Saturday, July 20, 2019

A Day of Blood.

Adolph Stein was a 35year-old Polish immigrant living in Cedar Rapids, Iowa when he met Lizzie Loering, a widow with two little children and $30,000 in assets. After a whirlwind courtship, the two were married in June 1880.

Stein had been prominent in political circles in Cedar Rapids, but earlier that spring he was indicted for illegally selling liquor. He decided to move his new bride to Iowa City and open a saloon there with his wife’s money. Lizzie’s parents, Mr. and Mrs. Hess packed up and moved to Iowa City as well.

Before long, the marriage turned sour. There were several opinions as to what had gone wrong. Lizzie’s mother, who was always present, had never liked Stein and Lizzie, began to share her mother’s opinion. Together they made Stein’s life miserable. The saloon had acquired a bad reputation, and Stein took to drink. Some said that Stein had been determined to marry money and had only married Lizzie for her $30,000. He treated her badly, and when he turned violent, she left him and moved back with her parents. 

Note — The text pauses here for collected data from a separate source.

//! Device driver trait: the Rust expression of the C `DeviceInterface`
//! vtable (§3, §9 Design Notes — trait objects replace function-pointer
//! structs).

use crate::event::InputEvent;

/// Handshake state machine for devices that need one before they'll
/// accept full-report output (PS3 enable, Switch Pro baud/handshake/
/// USB-enable/full-report/home-LED). Drivers that need no handshake
/// start and stay at `Ready`.
#[derive(Clone, Copy, Debug, PartialEq, Eq, Default)]
#[cfg_attr(feature = "defmt", derive(defmt::Format))]
pub enum HandshakeState {
    #[default]
    Idle,
    HandshakeSent,
    HandshakeAcked,
    UsbEnabled,
    HomeLedSet,
    FullReportEnabled,
    Ready,
}

impl HandshakeState {
    /// Advance to the next state in the canonical sequence. Devices that
    /// skip steps (e.g. no home LED) may jump directly to `Ready` from
    /// their driver's `task()`.
    #[must_use]
    pub fn advance(self) -> Self {
        match self {
            Self::Idle => Self::HandshakeSent,
            Self::HandshakeSent => Self::HandshakeAcked,
            Self::HandshakeAcked => Self::UsbEnabled,
            Self::UsbEnabled => Self::HomeLedSet,
            Self::HomeLedSet => Self::FullReportEnabled,
            Self::FullReportEnabled | Self::Ready => Self::Ready,
        }
    }
}

/// Aggregated per-device requested output state, composed by the main
/// loop from the router's current per-player outputs and handed to a
/// driver's `task()` at most once per outbound tick.
#[derive(Clone, Copy, Debug, PartialEq, Eq, Default)]
#[cfg_attr(feature = "defmt", derive(defmt::Format))]
pub struct DriverOutputRequest {
    pub player_index: u8,
    pub rumble: u8,
    pub leds: u8,
    /// Adaptive-trigger threshold (DualSense); 0 for devices without one.
    pub adaptive_trigger: u8,
    /// Test/fun-mode animation counter, driven by the cheat-code service.
    pub fun_animation: u8,
}

/// Largest driver output report payload in this registry: the DS3's
/// rumble/LED/blink-pattern report (`sony_ds3.c`'s `output_sony_ds3`),
/// 48 bytes after the report-ID byte is split off.
const MAX_OUTPUT_REPORT_LEN: usize = 48;

/// A fixed-capacity HID output report a driver's `task()` wants written
/// back to its device: a `SET_REPORT`/interrupt-OUT payload (rumble
/// motor, player LED, adaptive trigger), the way `tuh_hid_send_report`
/// is called from the original `output_*` functions.
#[derive(Clone, Copy, Debug, PartialEq, Eq)]
#[cfg_attr(feature = "defmt", derive(defmt::Format))]
pub struct OutputReport {
    pub report_id: u8,
    len: u8,
    data: [u8; MAX_OUTPUT_REPORT_LEN],
}

impl OutputReport {
    /// Builds a report, truncating `bytes` to the payload capacity
    /// (every known driver report fits within that).
    #[must_use]
    pub fn new(report_id: u8, bytes: &[u8]) -> Self {
        let mut data = [0u8; MAX_OUTPUT_REPORT_LEN];
        let len = bytes.len().min(data.len());
        data[..len].copy_from_slice(&bytes[..len]);
        Self {
            report_id,
            len: len as u8,
            data,
        }
    }

    #[must_use]
    pub fn as_slice(&self) -> &[u8] {
        &self.data[..self.len as usize]
    }
}

/// Per-`(dev_addr, instance)` device driver. A `NULL` vtable entry in the
/// original C becomes simply not registering a [`DeviceDriver`] for that
/// device type; every method here has a default no-op so a driver only
/// implements what it needs.
pub trait DeviceDriver {
    /// Human-readable name, used only for diagnostics.
    fn name(&self) -> &'static str;

    /// VID/PID match. Drivers that only match by descriptor (generic
    /// HID) return `false` unconditionally.
    fn is_device(&self, _vid: u16, _pid: u16) -> bool {
        false
    }

    /// Decode one vendor report into a canonical event. Called from the
    /// USB host receive callback (IRQ-ish context); must not block or
    /// allocate. Returns `None` when the report didn't change observable
    /// state versus the driver's cached previous report (debounce), or
    /// when the report is malformed (dropped silently per §7).
    fn process(&self, dev_addr: u8, instance: i8, report: &[u8]) -> Option<InputEvent>;

    /// Step this device's outbound state (rumble/LED/handshake). Called
    /// at most once per outbound tick; throttling/debounce is the
    /// driver's responsibility. Returns the output report to write to
    /// the device over USB, if this tick produced one (debounced-away
    /// or handshake-only ticks return `None`).
    fn task(&self, _dev_addr: u8, _instance: i8, _request: DriverOutputRequest) -> Option<OutputReport> {
        None
    }

    /// Called once after the registry commits this driver for a newly
    /// mounted device. Returning `false` does not disable the driver —
    /// subsequent `task()` calls may retry a failed handshake.
    fn init(&self, _dev_addr: u8, _instance: i8) -> bool {
        true
    }

    /// Called on USB unmount; resets per-instance state.
    fn unmount(&self, _dev_addr: u8, _instance: i8) {}
}

#[cfg(test)]
mod tests {
    use super::*;

    #[test]
    fn output_report_truncates_to_capacity() {
        let bytes = [0xAAu8; MAX_OUTPUT_REPORT_LEN + 5];
        let report = OutputReport::new(0x05, &bytes);
        assert_eq!(report.as_slice().len(), MAX_OUTPUT_REPORT_LEN);
    }

    #[test]
    fn output_report_keeps_short_payload_exact() {
        let report = OutputReport::new(0x11, &[1, 2, 3, 4, 5]);
        assert_eq!(report.as_slice(), &[1, 2, 3, 4, 5]);
        assert_eq!(report.report_id, 0x11);
    }
}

Stein was determined to get Lizzie back, and a few weeks after she left, he attempted to abduct her. He was caught trying to force her into a carriage against her will. Lizzie filed for divorce then, and the police ran Stein out of town. Before leaving, Stein said that he would not live without Lizzie.

Lizzie’s divorce became final on November 4, 1881. The following morning, Lizzie’s mother, Mrs. Hess, ran from her house screaming, with blood running from a gash in her throat. Dr. Shroder, who was across the street on another call, saw her come out the door and ran to her aid. He bound the wound with a handkerchief and left her in the care of others while he went into the house. 

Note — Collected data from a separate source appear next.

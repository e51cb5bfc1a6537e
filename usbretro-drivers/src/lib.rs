//! Concrete per-device HID drivers and the registry wiring that ties them
//! to [`usbretro_core::registry::Registry`].
//!
//! # Features
//!
//! - `std`: enable standard library support (for testing)
//! - `defmt`: enable defmt formatting for embedded logging

#![cfg_attr(not(feature = "std"), no_std)]

#[cfg(feature = "std")]
extern crate std;

pub mod astrocity;
pub mod bitdo_bta;
pub mod bitdo_m30;
pub mod bitdo_pce;
mod common;
pub mod dualsense;
pub mod dualshock3;
pub mod dualshock4;
pub mod gamecube_adapter;
pub mod generic_hid;
pub mod horipad;
pub mod keyboard;
pub mod mouse;
pub mod pokken;
pub mod ps_classic;
pub mod switch_pro;
pub mod wingman;

pub use common::ReportCache;

use usbretro_core::driver::DeviceDriver;
use usbretro_core::registry::{DeviceType, Registry};

/// Owns one instance of every concrete driver. Lives for the program's
/// whole run (never dropped on embedded targets), so [`AllDrivers::registry`]
/// can hand out a [`Registry`] borrowing straight from its fields instead
/// of needing `'static` trait objects.
pub struct AllDrivers {
    pub dualshock3: dualshock3::DualShock3Driver,
    pub dualshock4: dualshock4::DualShock4Driver,
    pub dualsense: dualsense::DualSenseDriver,
    pub ps_classic: ps_classic::PsClassicDriver,
    pub bitdo_bta: bitdo_bta::BitdoBtaDriver,
    pub bitdo_m30: bitdo_m30::BitdoM30Driver,
    pub bitdo_pce: bitdo_pce::BitdoPceDriver,
    pub horipad: horipad::HoriPadDriver,
    pub pokken: pokken::PokkenDriver,
    pub wingman: wingman::WingmanDriver,
    pub astrocity: astrocity::AstrocityDriver,
    pub gamecube_adapter: gamecube_adapter::GameCubeAdapterDriver,
    pub switch_pro: switch_pro::SwitchProDriver,
    pub generic_hid: generic_hid::GenericHidDriver,
    pub keyboard: keyboard::KeyboardDriver,
    pub mouse: mouse::MouseDriver,
}

impl AllDrivers {
    #[must_use]
    pub fn new() -> Self {
        Self {
            dualshock3: dualshock3::DualShock3Driver::new(),
            dualshock4: dualshock4::DualShock4Driver::new(),
            dualsense: dualsense::DualSenseDriver::new(),
            ps_classic: ps_classic::PsClassicDriver::new(),
            bitdo_bta: bitdo_bta::BitdoBtaDriver::new(),
            bitdo_m30: bitdo_m30::BitdoM30Driver::new(),
            bitdo_pce: bitdo_pce::BitdoPceDriver::new(),
            horipad: horipad::HoriPadDriver::new(),
            pokken: pokken::PokkenDriver::new(),
            wingman: wingman::WingmanDriver::new(),
            astrocity: astrocity::AstrocityDriver::new(),
            gamecube_adapter: gamecube_adapter::GameCubeAdapterDriver::new(),
            switch_pro: switch_pro::SwitchProDriver::new(),
            generic_hid: generic_hid::GenericHidDriver::new(),
            keyboard: keyboard::KeyboardDriver::new(),
            mouse: mouse::MouseDriver::new(),
        }
    }

    /// Builds a [`Registry`] over every driver. `Dinput` pairs with
    /// [`generic_hid`](Self::generic_hid), which never matches by VID/PID
    /// and is only reachable through the registry's descriptor-walk
    /// fallback.
    #[must_use]
    pub fn registry(&self) -> Registry<'_> {
        let entries: [(DeviceType, &dyn DeviceDriver); DeviceType::COUNT] = [
            (DeviceType::DualShock3, &self.dualshock3),
            (DeviceType::DualShock4, &self.dualshock4),
            (DeviceType::DualSense, &self.dualsense),
            (DeviceType::PsClassic, &self.ps_classic),
            (DeviceType::EightBitDoBta, &self.bitdo_bta),
            (DeviceType::EightBitDoM30, &self.bitdo_m30),
            (DeviceType::EightBitDoPce, &self.bitdo_pce),
            (DeviceType::HoriPad, &self.horipad),
            (DeviceType::HoriPokken, &self.pokken),
            (DeviceType::Wingman, &self.wingman),
            (DeviceType::Astrocity, &self.astrocity),
            (DeviceType::GameCubeAdapter, &self.gamecube_adapter),
            (DeviceType::SwitchPro, &self.switch_pro),
            (DeviceType::Dinput, &self.generic_hid),
            (DeviceType::Keyboard, &self.keyboard),
            (DeviceType::Mouse, &self.mouse),
        ];
        Registry::new(entries)
    }
}

impl Default for AllDrivers {
    fn default() -> Self {
        Self::new()
    }
}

As Dr. Shrader entered the front door, Adolph Stein came into the room from the kitchen door with a revolver in his hand. He raised his arm and said, “It’s all over now.”

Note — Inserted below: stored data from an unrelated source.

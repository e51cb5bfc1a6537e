//! PIO glue shared by the console targets that speak a console-clocked
//! parallel or shift-register bus rather than GameCube's Joybus framing
//! (which gets its own program in [`crate::joybus`]): PC-Engine, Loopy,
//! Nuon, and 3DO all boil down to "wait for the console's select/clock
//! edge, then shift our composed byte(s) out (and, for 3DO, a downstream
//! byte in) before the console samples again."
//!
//! The PIO program here is a from-scratch adaptation of the general shape
//! `other_examples`'s `rukai-joybus-pio-rs` crate uses for GameCube (an
//! autopush read loop paired with a 9-bit-framed write loop) to a simpler
//! one-word request/reply pattern, since no direct PIO prior art exists
//! for these four consoles in the example pack.

use embassy_rp::pio::{
    Common, Config, Direction, Instance, PioPin, ShiftConfig, ShiftDirection, StateMachine,
};
use embassy_rp::Peri;
use fixed::types::U24F8;

/// Number of PIO clock cycles dedicated to sampling one bit. Chosen so
/// the `250_000`-ish divisor used by every target here (well within the
/// slowest console bus, Nuon's ~62.5 kHz Polyface clock) comes out to a
/// whole-ish `StateMachine` clock divider.
const CYCLES_PER_BIT: u32 = 10;

/// A console-clocked parallel or shift bus: the console asserts a
/// select/clock line, we respond by presenting (or shifting out) the
/// byte(s) the wire-composition stage most recently produced.
pub struct WireBusPio<'d, PIO: Instance, const SM: usize> {
    sm: StateMachine<'d, PIO, SM>,
}

impl<'d, PIO: Instance, const SM: usize> WireBusPio<'d, PIO, SM> {
    /// Builds and starts a state machine that:
    /// 1. waits for the select/clock pin to go low (console drives it
    ///    active-low at the start of a bus cycle),
    /// 2. pulls one byte from the TX FIFO and shifts its 8 bits out on the
    ///    data pin one at a time, counted down in `x`,
    /// 3. waits for the line to return high before wrapping back to 1.
    ///
    /// This is the PCE/Loopy/Nuon shape; 3DO's DMA-driven daisy chain
    /// uses the same program with its state machine's RX side wired to
    /// the downstream link instead of being left unused.
    pub fn new(
        common: &mut Common<'d, PIO>,
        mut sm: StateMachine<'d, PIO, SM>,
        select_pin: Peri<'d, impl PioPin>,
        data_pin: Peri<'d, impl PioPin>,
        sys_clock_hz: u32,
    ) -> Self {
        let select_pin = common.make_pio_pin(select_pin);
        let data_pin = common.make_pio_pin(data_pin);

        let mut a: pio::Assembler<32> = pio::Assembler::new();
        let mut wrap_target = a.label();
        let mut shift_loop = a.label();
        let mut wrap_source = a.label();

        a.bind(&mut wrap_target);
        a.wait(0, pio::WaitSource::PIN, 0, false);
        a.pull(false, true);
        a.set(pio::SetDestination::X, 7);
        a.bind(&mut shift_loop);
        a.out(pio::OutDestination::PINS, 1);
        a.jmp(pio::JmpCondition::XDecNonZero, &mut shift_loop);
        a.bind(&mut wrap_source);
        a.wait(1, pio::WaitSource::PIN, 0, false);

        let program = a.assemble_with_wrap(wrap_source, wrap_target);
        let loaded = common.load_program(&program);

        let mut cfg = Config::default();
        cfg.use_program(&loaded, &[]);
        cfg.set_out_pins(&[&data_pin]);
        cfg.set_in_pins(&[&select_pin]);
        cfg.shift_out = ShiftConfig {
            auto_fill: true,
            direction: ShiftDirection::Right,
            threshold: 8,
        };
        let bitrate = 1_000_000u32 / CYCLES_PER_BIT;
        cfg.clock_divider = U24F8::from_num(sys_clock_hz / (CYCLES_PER_BIT * bitrate)).max(U24F8::from_num(1));

        sm.set_config(&cfg);
        sm.set_pin_dirs(Direction::Out, &[&data_pin]);
        sm.set_pin_dirs(Direction::In, &[&select_pin]);
        sm.set_enable(true);

        Self { sm }
    }

    /// Push one freshly composed byte for the next bus cycle to consume.
    /// Non-blocking: if the FIFO is still full from a prior write that
    /// the console hasn't yet clocked out, the stale byte is replaced —
    /// matching the "stale word tolerated, next scan corrects" fault
    /// model.
    pub fn push(&mut self, byte: u8) {
        self.sm.tx().push(u32::from(byte));
    }

    /// Push a multi-byte frame (3DO's chained joypad reports, Nuon's
    /// CRC-terminated reply packet) in wire order. Each byte still goes
    /// through the same one-byte-per-bus-cycle FIFO path as [`push`];
    /// this only saves callers from looping, it doesn't add any
    /// cycle-accurate pacing beyond what the FIFO already provides.
    pub fn push_many(&mut self, bytes: &[u8]) {
        for &b in bytes {
            self.push(b);
        }
    }
}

Without paying any attention to him, Dr. Shrader rushed past him into the other room where he found Lizzie on the floor dying. She had a terrible gash in her throat and multiple stab wounds in her chest. As the doctor knelt to help her, she took a few short gasps and breathed her last.

From the front room, he heard Stein fall to the floor, and at first, he thought Stein had turned the revolver on himself. He found Stein lying dead on the floor of the front room, but he had no wounds. A postmortem examination determined that he had poisoned himself with belladonna. 

 “The horror of the deed threw a chill over the entire city, and the remembrance of it will not pass away for many years,” said the Chicago Tribune.

“Adolph Stein and Wife,” National Police Gazette, November 20, 1881, 13.
“A Day of Blood,” Chicago Daily Tribune, November 6, 1881.
“News Article,” Chicago Daily Tribune, November 6, 1881.
“A Terribly "Insane" Man Kills His Wife and Chops Up His Mother-in-Law,” Jackson Citizen Patriot, November 5, 1881.
“Triple Murder in Iowa City Last Night,” Rock Island Argus, November 5, 1881.